- [TASK]: Output each line of the data word for word, from the first through the line that holds "let mut seen = HashSet::new();", and leave off whatever follows.

- [MATERIAL FOR THE TASK]:
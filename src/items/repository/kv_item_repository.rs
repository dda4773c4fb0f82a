use std::collections::HashSet;
use serde_json::Value;
use tracing::{debug, warn};
use crate::core::domain::Identifiable;
use crate::core::library::{LibraryError, LibraryResult};
use crate::core::repository::KeyValueStore;
use crate::items::domain::model::CatalogItem;
use crate::items::dto::ItemDto;
use crate::items::repository::ItemRepository;

pub struct KVItemRepository {
    store: Box<dyn KeyValueStore>,
    key: String,
}

impl KVItemRepository {
    pub fn new(store: Box<dyn KeyValueStore>, key: &str) -> Self {
        Self {
            store,
            key: key.to_string(),
        }
    }
}

impl ItemRepository for KVItemRepository {
    fn load(&self) -> LibraryResult<Option<Vec<CatalogItem>>> {
        let json = match self.store.get_item(self.key.as_str())? {
            Some(json) => json,
            None => return Ok(None),
        };
        let values: Vec<Value> = serde_json::from_str(json.as_str()).map_err(|err| LibraryError::serialization(
            format!("stored entry {} is not a list of items {:?}", self.key, err).as_str()))?;
        let mut seen = HashSet::new();
        let mut items = Vec::with_capacity(values.len());
        for (ndx, value) in values.into_iter().enumerate() {
            match map_to_item(value) {
                Ok(item) => {
                    if seen.insert(item.id()) {
                        items.push(item);
                    } else {
                        warn!("skipping stored item {} with duplicate id {}", ndx, item.id());
                    }
                }
                Err(err) => {
                    warn!("skipping malformed stored item {}: {}", ndx, err);
                }
            }
        }
        Ok(Some(items))
    }

    fn save(&mut self, items: &[CatalogItem]) -> LibraryResult<usize> {
        let records: Vec<ItemDto> = items.iter().map(ItemDto::from).collect();
        let json = serde_json::to_string(&records)?;
        self.store.set_item(self.key.as_str(), json.as_str())?;
        debug!("saved {} items under {}", records.len(), self.key);
        Ok(records.len())
    }
}

fn map_to_item(value: Value) -> LibraryResult<CatalogItem> {
    let record: ItemDto = serde_json::from_value(value)?;
    CatalogItem::try_from(record)
}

- [SOLUTION TO THIS PROBLEM]:
filename src/items/repository/kv_item_repository.rs
repository dda4773c4fb0f82a
use std::collections::HashSet;
use serde_json::Value;
use tracing::{debug, warn};
use crate::core::domain::Identifiable;
use crate::core::library::{LibraryError, LibraryResult};
use crate::core::repository::KeyValueStore;
use crate::items::domain::model::CatalogItem;
use crate::items::dto::ItemDto;
use crate::items::repository::ItemRepository;

pub struct KVItemRepository {
    store: Box<dyn KeyValueStore>,
    key: String,
}

impl KVItemRepository {
    pub fn new(store: Box<dyn KeyValueStore>, key: &str) -> Self {
        Self {
            store,
            key: key.to_string(),
        }
    }
}

impl ItemRepository for KVItemRepository {
    fn load(&self) -> LibraryResult<Option<Vec<CatalogItem>>> {
        let json = match self.store.get_item(self.key.as_str())? {
            Some(json) => json,
            None => return Ok(None),
        };
        let values: Vec<Value> = serde_json::from_str(json.as_str()).map_err(|err| LibraryError::serialization(
            format!("stored entry {} is not a list of items {:?}", self.key, err).as_str()))?;
        let mut seen = HashSet::new();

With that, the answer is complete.